Lord Foster rebuilt the Reichstag as a new German Parliament in Berlin and designed a contemporary Great Court for the British Museum. He linked St. Paul's Cathedral to the Tate Modern with the Millennium Bridge, a steel footbridge across the Thames. He designed the Hearst Corporation Building in Manhattan, at 57th Street and Eighth Avenue.

He was born in Manchester, England, in 1935. Among his firm’s many other projects are London’s City Hall, the Bilbao Metro in Spain, the Canary Wharf Underground Station in London and the renovated courtyard of the Smithsonian American Art Museum and National Portrait Gallery in Washington.

In the 1970s, Lord Foster was one of the most visible practitioners of high-tech architecture that fetishized machine culture.
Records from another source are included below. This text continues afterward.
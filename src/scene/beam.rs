//! Beam segments and the composite bodies that emit and receive them.

use log::info;
use nalgebra::{Rotation3, Unit};

use crate::{
    geometry::{FloatType, Ray, WorldBox, WorldPoint, WorldVector},
    material::{MaterialId, MaterialTable},
    scene::{
        Object, ObjectId, ShapeHit,
        primitives::{Sphere, disk_extents, disk_support, intersect_capped_cylinder},
    },
    util::{Color, WHITE},
};

/// One straight piece of a beam chain.
#[derive(Clone, Debug, PartialEq)]
pub struct Beam {
    pub origin: WorldPoint,
    pub direction: Unit<WorldVector>,
    pub length: FloatType,
    pub radius: FloatType,
    /// Distance from the chain's source to the origin of this segment.
    pub start: FloatType,
    /// Length of the whole chain this segment belongs to.
    pub total_length: FloatType,
    pub source: Option<ObjectId>,
    pub chain_index: usize,
}

impl Beam {
    /// A standalone segment, forming a chain of its own.
    pub fn new(
        origin: WorldPoint,
        direction: Unit<WorldVector>,
        length: FloatType,
        radius: FloatType,
    ) -> Self {
        let length = length.max(0.0);
        Beam {
            origin,
            direction,
            length,
            radius: radius.abs(),
            start: 0.0,
            total_length: length,
            source: None,
            chain_index: 0,
        }
    }

    pub fn end(&self) -> WorldPoint {
        self.origin + self.direction.as_ref() * self.length
    }

    /// Segments left over from a longer chain have zero length and are never hit.
    pub fn is_active(&self) -> bool {
        self.length > 0.0
    }

    pub(crate) fn retire(&mut self) {
        self.length = 0.0;
    }
}

impl Object for Beam {
    fn intersect(&self, ray: &Ray, t_min: FloatType, t_max: FloatType) -> Option<ShapeHit> {
        if !self.is_active() {
            return None;
        }
        let hit = intersect_capped_cylinder(
            ray,
            &self.origin,
            &self.direction,
            self.radius,
            self.length,
            t_min,
            t_max,
        )?;
        let ratio = if self.total_length > 0.0 {
            (self.start + hit.axial) / self.total_length
        } else {
            0.0
        };
        Some(ShapeHit::new(hit.t, ray.point_at(hit.t), hit.normal).with_beam_ratio(ratio))
    }

    fn get_bounding_box(&self) -> WorldBox {
        let extents = disk_extents(&self.direction, self.radius);
        let end = self.end();
        WorldBox::new(self.origin.inf(&end) - extents, self.origin.sup(&end) + extents)
    }

    fn translate(&mut self, delta: &WorldVector) {
        self.origin += delta;
    }

    fn rotate(&mut self, rotation: &Rotation3<FloatType>) {
        let pivot = self.center();
        self.direction = rotation * self.direction;
        self.origin = pivot - self.direction.as_ref() * (self.length / 2.0);
    }

    fn center(&self) -> WorldPoint {
        self.origin + self.direction.as_ref() * (self.length / 2.0)
    }

    fn support(&self, direction: &WorldVector) -> WorldPoint {
        let cap = if direction.dot(self.direction.as_ref()) >= 0.0 {
            self.end()
        } else {
            self.origin
        };
        disk_support(&cap, &self.direction, self.radius, direction)
    }
}

/// What a source emits along its direction.
#[derive(Copy, Clone, Debug, PartialEq)]
pub struct BeamEmission {
    /// Length budget of the whole chain.
    pub length: FloatType,
    pub radius: FloatType,
    pub material: MaterialId,
    /// Intensity of the lights following the chain.
    pub intensity: FloatType,
}

const SOURCE_MID_RATIO: FloatType = 0.75;
const SOURCE_INNER_RATIO: FloatType = 0.5;

/// Hits on the inner sphere closer than this to the beam direction fall into the hole.
const SOURCE_HOLE_COS: FloatType = 0.8;

/// Beam emitter: an outer sphere, a middle sphere and an inner sphere with a hole
/// facing the emission direction.
#[derive(Clone, Debug, PartialEq)]
pub struct BeamSource {
    pub center: WorldPoint,
    pub radius: FloatType,
    pub direction: Unit<WorldVector>,
    pub mid_material: MaterialId,
    pub inner_material: MaterialId,
    pub emission: BeamEmission,

    /// Length of the chain walked by the last rebuild.
    pub chain_length: FloatType,
    /// Segment slots owned by this source, in chain order. Slots past
    /// `live_segments` are retired and wait for a longer chain.
    pub(crate) chain: Vec<ObjectId>,
    pub(crate) live_segments: usize,
}

impl BeamSource {
    pub fn new(
        center: WorldPoint,
        radius: FloatType,
        direction: Unit<WorldVector>,
        mid_material: MaterialId,
        inner_material: MaterialId,
        emission: BeamEmission,
    ) -> Self {
        BeamSource {
            center,
            radius: radius.abs(),
            direction,
            mid_material,
            inner_material,
            emission,
            chain_length: 0.0,
            chain: Vec::new(),
            live_segments: 0,
        }
    }

    /// Point where the chain leaves the source.
    pub fn emission_point(&self) -> WorldPoint {
        self.center + self.direction.as_ref() * self.radius
    }

    /// Live segments of the last rebuild, in chain order.
    pub fn chain(&self) -> &[ObjectId] {
        &self.chain[..self.live_segments.min(self.chain.len())]
    }

    fn outer(&self) -> Sphere {
        Sphere::new(self.center, self.radius)
    }
}

impl Object for BeamSource {
    fn intersect(&self, ray: &Ray, t_min: FloatType, t_max: FloatType) -> Option<ShapeHit> {
        let mid = Sphere::new(self.center, self.radius * SOURCE_MID_RATIO);
        let inner = Sphere::new(self.center, self.radius * SOURCE_INNER_RATIO);
        let direction = self.direction;
        let center = self.center;

        let outer_hit = self.outer().intersect(ray, t_min, t_max);
        let mid_hit = mid
            .intersect(ray, t_min, t_max)
            .map(|hit| hit.with_material(self.mid_material));
        let inner_hit = inner
            .intersect_where(ray, t_min, t_max, |point| {
                (point - center).normalize().dot(direction.as_ref()) <= SOURCE_HOLE_COS
            })
            .map(|hit| hit.with_material(self.inner_material));

        closest([outer_hit, mid_hit, inner_hit])
    }

    fn get_bounding_box(&self) -> WorldBox {
        self.outer().get_bounding_box()
    }

    fn translate(&mut self, delta: &WorldVector) {
        self.center += delta;
    }

    fn rotate(&mut self, rotation: &Rotation3<FloatType>) {
        self.direction = rotation * self.direction;
    }

    fn center(&self) -> WorldPoint {
        self.center
    }

    fn support(&self, direction: &WorldVector) -> WorldPoint {
        self.outer().support(direction)
    }
}

const TARGET_MID_RATIO: FloatType = 0.7;
const TARGET_INNER_RATIO: FloatType = 0.4;

/// Time each flash phase stays on, in seconds.
pub const FLASH_PERIOD: FloatType = 0.25;
const FLASH_PHASES: usize = 3;
const FLASH_BRIGHTEN: FloatType = 1.5;

/// Goal effect of a target.
#[derive(Copy, Clone, Debug, Default, PartialEq)]
pub enum GoalState {
    #[default]
    Idle,
    Flashing {
        phase: usize,
        elapsed: FloatType,
    },
}

/// Beam receiver made of three concentric spheres, the middle one flashes while lit.
#[derive(Clone, Debug, PartialEq)]
pub struct BeamTarget {
    pub center: WorldPoint,
    pub radius: FloatType,
    pub mid_material: MaterialId,
    pub inner_material: MaterialId,
    pub lit: bool,
    pub goal: GoalState,
}

impl BeamTarget {
    pub fn new(
        center: WorldPoint,
        radius: FloatType,
        mid_material: MaterialId,
        inner_material: MaterialId,
    ) -> Self {
        BeamTarget {
            center,
            radius: radius.abs(),
            mid_material,
            inner_material,
            lit: false,
            goal: GoalState::Idle,
        }
    }

    fn outer(&self) -> Sphere {
        Sphere::new(self.center, self.radius)
    }

    /// Steps the flashing effect, writing the current phase into the middle material's color.
    pub fn update_goal(&mut self, dt: FloatType, materials: &mut MaterialTable) {
        let Some(material) = materials.get_mut(self.mid_material) else {
            return;
        };

        self.goal = match (self.goal, self.lit) {
            (GoalState::Idle, false) => GoalState::Idle,
            (GoalState::Flashing { .. }, false) => {
                info!("Target at {:?} went dark", self.center);
                material.color = material.base_color;
                GoalState::Idle
            }
            (GoalState::Idle, true) => {
                info!("Target at {:?} lit", self.center);
                GoalState::Flashing {
                    phase: 0,
                    elapsed: 0.0,
                }
            }
            (GoalState::Flashing { phase, elapsed }, true) => {
                let elapsed = elapsed + dt.max(0.0);
                let steps = (elapsed / FLASH_PERIOD).floor();
                GoalState::Flashing {
                    phase: (phase + steps as usize) % FLASH_PHASES,
                    elapsed: elapsed - steps * FLASH_PERIOD,
                }
            }
        };

        if let GoalState::Flashing { phase, .. } = self.goal {
            material.color = flash_color(phase, material.base_color);
        }
    }
}

fn flash_color(phase: usize, base: Color) -> Color {
    match phase {
        0 => Color::new(
            (base.r * FLASH_BRIGHTEN).min(1.0),
            (base.g * FLASH_BRIGHTEN).min(1.0),
            (base.b * FLASH_BRIGHTEN).min(1.0),
        ),
        1 => WHITE,
        _ => base,
    }
}

impl Object for BeamTarget {
    fn intersect(&self, ray: &Ray, t_min: FloatType, t_max: FloatType) -> Option<ShapeHit> {
        let mid = Sphere::new(self.center, self.radius * TARGET_MID_RATIO);
        let inner = Sphere::new(self.center, self.radius * TARGET_INNER_RATIO);

        closest([
            self.outer().intersect(ray, t_min, t_max),
            mid.intersect(ray, t_min, t_max)
                .map(|hit| hit.with_material(self.mid_material)),
            inner
                .intersect(ray, t_min, t_max)
                .map(|hit| hit.with_material(self.inner_material)),
        ])
    }

    fn get_bounding_box(&self) -> WorldBox {
        self.outer().get_bounding_box()
    }

    fn translate(&mut self, delta: &WorldVector) {
        self.center += delta;
    }

    fn rotate(&mut self, _rotation: &Rotation3<FloatType>) {}

    fn center(&self) -> WorldPoint {
        self.center
    }

    fn support(&self, direction: &WorldVector) -> WorldPoint {
        self.outer().support(direction)
    }
}

fn closest<const N: usize>(hits: [Option<ShapeHit>; N]) -> Option<ShapeHit> {
    hits.into_iter()
        .flatten()
        .min_by(|a, b| a.t.total_cmp(&b.t))
}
His triumphant 1986 Hong Kong and Shanghai bank building, conceived as a kit-of-parts plugged into a towering steel frame, was capitalism's answer to the populist Pompidou Center in Paris.

Nicolai Ouroussoff, The Times’s architecture critic, has written that although Lord Foster’s work has become sleeker and more predictable in recent years, his forms are always driven by an internal structural logic, and they treat their surroundings with a refreshing bluntness.

Awarded the Prince of Asturias of the Arts 2009.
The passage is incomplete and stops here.